JPS63114850A - Machining simulation system for numerical control program - Google Patents

Abstract

PURPOSE:To enable the execution of the proper verification of a numerical control program more easily by using the shape of a workpiece obtained in a simulation at the preceding work stage for a simulation in the succeeding work stage. CONSTITUTION:In order to verify a first numerical control program, the shape 40 of a workpiece is indicated together with a chuck 41 and thereafter the shape of a tool 42 is displayed. And machining is made according to a numerical control program, thereby verifying the first numerical control program. And the shape 43 of the workpiece as machined is obtained and a machining result is confirmed. Consequently therewith, the shape 43 is saved in an image data storage part 10. Then, image data saved in the image data storage part 10 is read out and displayed on a CRT screen 9 via an image display control part 8 and furthermore a tool shape 44 is displayed, thereby verifying a second numerical control program. And a shape 45 a result of the verification is obtained and the result of machining is confirmed. According to the aforementioned process, the verification of the numerical control program is all the more ensured.

Description

DETAILED DESCRIPTION OF THE INVENTION (Technical Field of the Invention) The present invention relates to a method for displaying the shape of a workpiece and the shape of a tool on a display screen and performing a machining simulation using a numerical control program.
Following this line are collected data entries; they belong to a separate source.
//! Read-only hardware queries consumed by the tuning policy and the wizard.
use crate::platform;

/// Ordered capability strings describing the host. The first element of
/// each list is the authoritative one.
pub trait HardwareProbe: Send + Sync {
    /// Vulkan physical device names. Empty when no Vulkan device is present.
    fn gpu_names(&self) -> Vec<String>;

    /// LLVM CPU target names, e.g. `cortex-a710`.
    fn cpu_names(&self) -> Vec<String>;

    /// Whether the runtime can load a user-supplied GPU driver.
    fn supports_custom_driver(&self) -> bool {
        true
    }
}

/// A probe with fixed answers.
#[derive(Debug, Clone, Default, PartialEq, Eq)]
pub struct StaticProbe {
    pub gpu_names: Vec<String>,
    pub cpu_names: Vec<String>,
    pub custom_driver: bool,
}

impl StaticProbe {
    pub fn new(gpu_names: Vec<String>, cpu_names: Vec<String>) -> Self {
        Self {
            gpu_names,
            cpu_names,
            custom_driver: true,
        }
    }

    pub fn without_custom_driver(mut self) -> Self {
        self.custom_driver = false;
        self
    }
}

impl HardwareProbe for StaticProbe {
    fn gpu_names(&self) -> Vec<String> {
        self.gpu_names.clone()
    }

    fn cpu_names(&self) -> Vec<String> {
        self.cpu_names.clone()
    }

    fn supports_custom_driver(&self) -> bool {
        self.custom_driver
    }
}

/// Probes the running system, with optional overrides for either list.
#[derive(Debug, Clone, Default)]
pub struct SystemProbe {
    gpu_override: Vec<String>,
    cpu_override: Vec<String>,
    custom_driver: bool,
}

impl SystemProbe {
    pub fn new() -> Self {
        Self {
            custom_driver: true,
            ..Self::default()
        }
    }

    pub fn with_gpu_names(mut self, names: Vec<String>) -> Self {
        self.gpu_override = names;
        self
    }

    pub fn with_cpu_names(mut self, names: Vec<String>) -> Self {
        self.cpu_override = names;
        self
    }

    pub fn with_custom_driver(mut self, supported: bool) -> Self {
        self.custom_driver = supported;
        self
    }
}

impl HardwareProbe for SystemProbe {
    fn gpu_names(&self) -> Vec<String> {
        if !self.gpu_override.is_empty() {
            return self.gpu_override.clone();
        }
        platform::gpu_names()
    }

    fn cpu_names(&self) -> Vec<String> {
        if !self.cpu_override.is_empty() {
            return self.cpu_override.clone();
        }
        platform::cpu_names()
    }

    fn supports_custom_driver(&self) -> bool {
        self.custom_driver
    }
}

/// Removes repeated names while keeping first-seen order.
pub(crate) fn dedup_in_order(names: impl IntoIterator<Item = String>) -> Vec<String> {
    let mut out: Vec<String> = Vec::new();
    for name in names {
        if !name.is_empty() && !out.contains(&name) {
            out.push(name);
        }
    }
    out
}

#[cfg(test)]
mod tests {
    use super::*;

    #[test]
    fn overrides_take_precedence_over_the_system() {
        let probe = SystemProbe::new()
            .with_gpu_names(vec!["Adreno (TM) 740".into()])
            .with_cpu_names(vec!["cortex-a710".into(), "cortex-x3".into()]);

        assert_eq!(probe.gpu_names(), vec!["Adreno (TM) 740".to_string()]);
        assert_eq!(probe.cpu_names()[0], "cortex-a710");
        assert!(probe.supports_custom_driver());
    }

    #[test]
    fn static_probe_can_disable_custom_drivers() {
        let probe = StaticProbe::new(vec![], vec![]).without_custom_driver();
        assert!(!probe.supports_custom_driver());
        assert!(probe.gpu_names().is_empty());
    }

    #[test]
    fn dedup_keeps_first_seen_order() {
        let names = ["cortex-a510", "cortex-a510", "cortex-a710", "", "cortex-a510", "cortex-x3"]
            .into_iter()
            .map(String::from);
        assert_eq!(
            dedup_in_order(names),
            vec!["cortex-a510", "cortex-a710", "cortex-x3"]
        );
    }
}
(Technical background of the invention and its problems) When a workpiece is installed on a machine tool equipped with a numerical control (NG) device to perform processing such as cutting or drilling, it is necessary to install the workpiece only once or once. It is rare that a finished product can be obtained with only one numerical control program; usually, the workpiece is installed two or more times, or two or more types of numerical control programs are used to achieve the desired result. I'm trying to get a finished product.

However, with conventional numerical control program machining simulation methods, it is only possible to verify a single numerical control program, and it is necessary to redefine the shape of the workpiece each time a simulation is executed.
It was not possible to effectively utilize the shape of the workpiece obtained as a result of the simulation in the previous process. Therefore, in order to make the shape of the workpiece, which is the simulation result of the post-process, match the shape of the actual workpiece, it was necessary to redefine the shape of the simulation result of the previous process. However, in many cases, the shape of the simulation results of this pre-process is complex, and it takes a lot of time and effort to define the shape again manually, or a simple shape is input and the simulation results of the post-process are The approximation of the shape of the obtained workpiece was abandoned. This tendency is even more pronounced in lathe machining, where the position from which the workpiece is viewed is reversed due to a change in the chucking direction, and has become a major obstacle to accurate verification of numerical control programs.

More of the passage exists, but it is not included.